* _Aim of the task_:
Could you output all of the records below exactly as they appear?

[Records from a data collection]
——————
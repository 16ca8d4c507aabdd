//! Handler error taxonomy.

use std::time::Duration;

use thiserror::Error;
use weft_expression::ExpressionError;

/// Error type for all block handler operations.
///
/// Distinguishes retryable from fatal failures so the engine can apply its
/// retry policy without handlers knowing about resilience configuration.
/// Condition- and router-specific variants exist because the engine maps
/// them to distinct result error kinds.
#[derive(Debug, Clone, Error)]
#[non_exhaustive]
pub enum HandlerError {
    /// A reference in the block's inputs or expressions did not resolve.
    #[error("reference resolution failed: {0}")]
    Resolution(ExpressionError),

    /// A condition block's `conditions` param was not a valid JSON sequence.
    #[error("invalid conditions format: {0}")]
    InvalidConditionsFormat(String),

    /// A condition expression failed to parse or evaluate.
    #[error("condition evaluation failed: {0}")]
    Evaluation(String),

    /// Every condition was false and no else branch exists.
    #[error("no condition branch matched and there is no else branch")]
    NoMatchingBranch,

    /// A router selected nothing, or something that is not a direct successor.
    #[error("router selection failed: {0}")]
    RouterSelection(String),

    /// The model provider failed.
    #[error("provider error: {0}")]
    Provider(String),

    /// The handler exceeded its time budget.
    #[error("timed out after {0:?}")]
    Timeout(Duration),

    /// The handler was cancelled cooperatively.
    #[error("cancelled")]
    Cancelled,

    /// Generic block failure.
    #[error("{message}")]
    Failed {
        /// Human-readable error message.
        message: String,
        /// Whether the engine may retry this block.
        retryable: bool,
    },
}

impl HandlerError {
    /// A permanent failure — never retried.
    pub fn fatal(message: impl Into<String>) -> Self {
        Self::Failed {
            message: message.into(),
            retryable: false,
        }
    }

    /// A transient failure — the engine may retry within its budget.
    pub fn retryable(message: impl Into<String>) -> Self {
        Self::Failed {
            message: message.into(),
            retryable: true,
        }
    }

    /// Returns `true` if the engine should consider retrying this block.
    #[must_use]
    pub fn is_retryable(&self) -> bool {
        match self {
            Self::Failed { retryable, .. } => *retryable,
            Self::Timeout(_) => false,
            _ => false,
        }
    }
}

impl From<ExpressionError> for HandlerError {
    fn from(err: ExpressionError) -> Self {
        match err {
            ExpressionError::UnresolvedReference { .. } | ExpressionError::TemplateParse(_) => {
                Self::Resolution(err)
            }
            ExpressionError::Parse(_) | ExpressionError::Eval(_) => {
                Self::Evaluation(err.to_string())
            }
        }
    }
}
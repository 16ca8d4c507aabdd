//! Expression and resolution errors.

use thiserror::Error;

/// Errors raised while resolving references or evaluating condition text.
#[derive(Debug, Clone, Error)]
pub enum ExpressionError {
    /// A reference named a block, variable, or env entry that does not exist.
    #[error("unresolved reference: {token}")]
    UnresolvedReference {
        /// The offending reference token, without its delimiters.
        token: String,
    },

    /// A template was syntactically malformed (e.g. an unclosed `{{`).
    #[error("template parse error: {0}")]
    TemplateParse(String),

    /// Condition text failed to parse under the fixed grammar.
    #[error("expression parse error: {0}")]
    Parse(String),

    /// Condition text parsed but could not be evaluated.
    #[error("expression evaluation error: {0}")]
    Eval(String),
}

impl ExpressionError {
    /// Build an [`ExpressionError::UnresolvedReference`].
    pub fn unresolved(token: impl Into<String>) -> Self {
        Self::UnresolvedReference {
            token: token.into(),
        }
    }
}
——————
* _Output of the exercise_:
repository 16ca8d4c507aabdd
//! Handler error taxonomy.

use std::time::Duration;

use thiserror::Error;
use weft_expression::ExpressionError;

/// Error type for all block handler operations.
///
/// Distinguishes retryable from fatal failures so the engine can apply its
/// retry policy without handlers knowing about resilience configuration.
/// Condition- and router-specific variants exist because the engine maps
/// them to distinct result error kinds.
#[derive(Debug, Clone, Error)]
#[non_exhaustive]
pub enum HandlerError {
    /// A reference in the block's inputs or expressions did not resolve.
    #[error("reference resolution failed: {0}")]
    Resolution(ExpressionError),

    /// A condition block's `conditions` param was not a valid JSON sequence.
    #[error("invalid conditions format: {0}")]
    InvalidConditionsFormat(String),

    /// A condition expression failed to parse or evaluate.
    #[error("condition evaluation failed: {0}")]
    Evaluation(String),

    /// Every condition was false and no else branch exists.
    #[error("no condition branch matched and there is no else branch")]
    NoMatchingBranch,

    /// A router selected nothing, or something that is not a direct successor.
    #[error("router selection failed: {0}")]
    RouterSelection(String),

    /// The model provider failed.
    #[error("provider error: {0}")]
    Provider(String),

    /// The handler exceeded its time budget.
    #[error("timed out after {0:?}")]
    Timeout(Duration),

    /// The handler was cancelled cooperatively.
    #[error("cancelled")]
    Cancelled,

    /// Generic block failure.
    #[error("{message}")]
    Failed {
        /// Human-readable error message.
        message: String,
        /// Whether the engine may retry this block.
        retryable: bool,
    },
}

impl HandlerError {
    /// A permanent failure — never retried.
    pub fn fatal(message: impl Into<String>) -> Self {
        Self::Failed {
            message: message.into(),
            retryable: false,
        }
    }

    /// A transient failure — the engine may retry within its budget.
    pub fn retryable(message: impl Into<String>) -> Self {
        Self::Failed {
            message: message.into(),
            retryable: true,
        }
    }

    /// Returns `true` if the engine should consider retrying this block.
    #[must_use]
    pub fn is_retryable(&self) -> bool {
        match self {
            Self::Failed { retryable, .. } => *retryable,
            Self::Timeout(_) => false,
            _ => false,
        }
    }
}

impl From<ExpressionError> for HandlerError {
    fn from(err: ExpressionError) -> Self {
        match err {
            ExpressionError::UnresolvedReference { .. } | ExpressionError::TemplateParse(_) => {
                Self::Resolution(err)
            }
            ExpressionError::Parse(_) | ExpressionError::Eval(_) => {
                Self::Evaluation(err.to_string())
            }
        }
    }
}
repository 16ca8d4c507aabdd
//! Expression and resolution errors.

use thiserror::Error;

/// Errors raised while resolving references or evaluating condition text.
#[derive(Debug, Clone, Error)]
pub enum ExpressionError {
    /// A reference named a block, variable, or env entry that does not exist.
    #[error("unresolved reference: {token}")]
    UnresolvedReference {
        /// The offending reference token, without its delimiters.
        token: String,
    },

    /// A template was syntactically malformed (e.g. an unclosed `{{`).
    #[error("template parse error: {0}")]
    TemplateParse(String),

    /// Condition text failed to parse under the fixed grammar.
    #[error("expression parse error: {0}")]
    Parse(String),

    /// Condition text parsed but could not be evaluated.
    #[error("expression evaluation error: {0}")]
    Eval(String),
}

impl ExpressionError {
    /// Build an [`ExpressionError::UnresolvedReference`].
    pub fn unresolved(token: impl Into<String>) -> Self {
        Self::UnresolvedReference {
            token: token.into(),
        }
    }
}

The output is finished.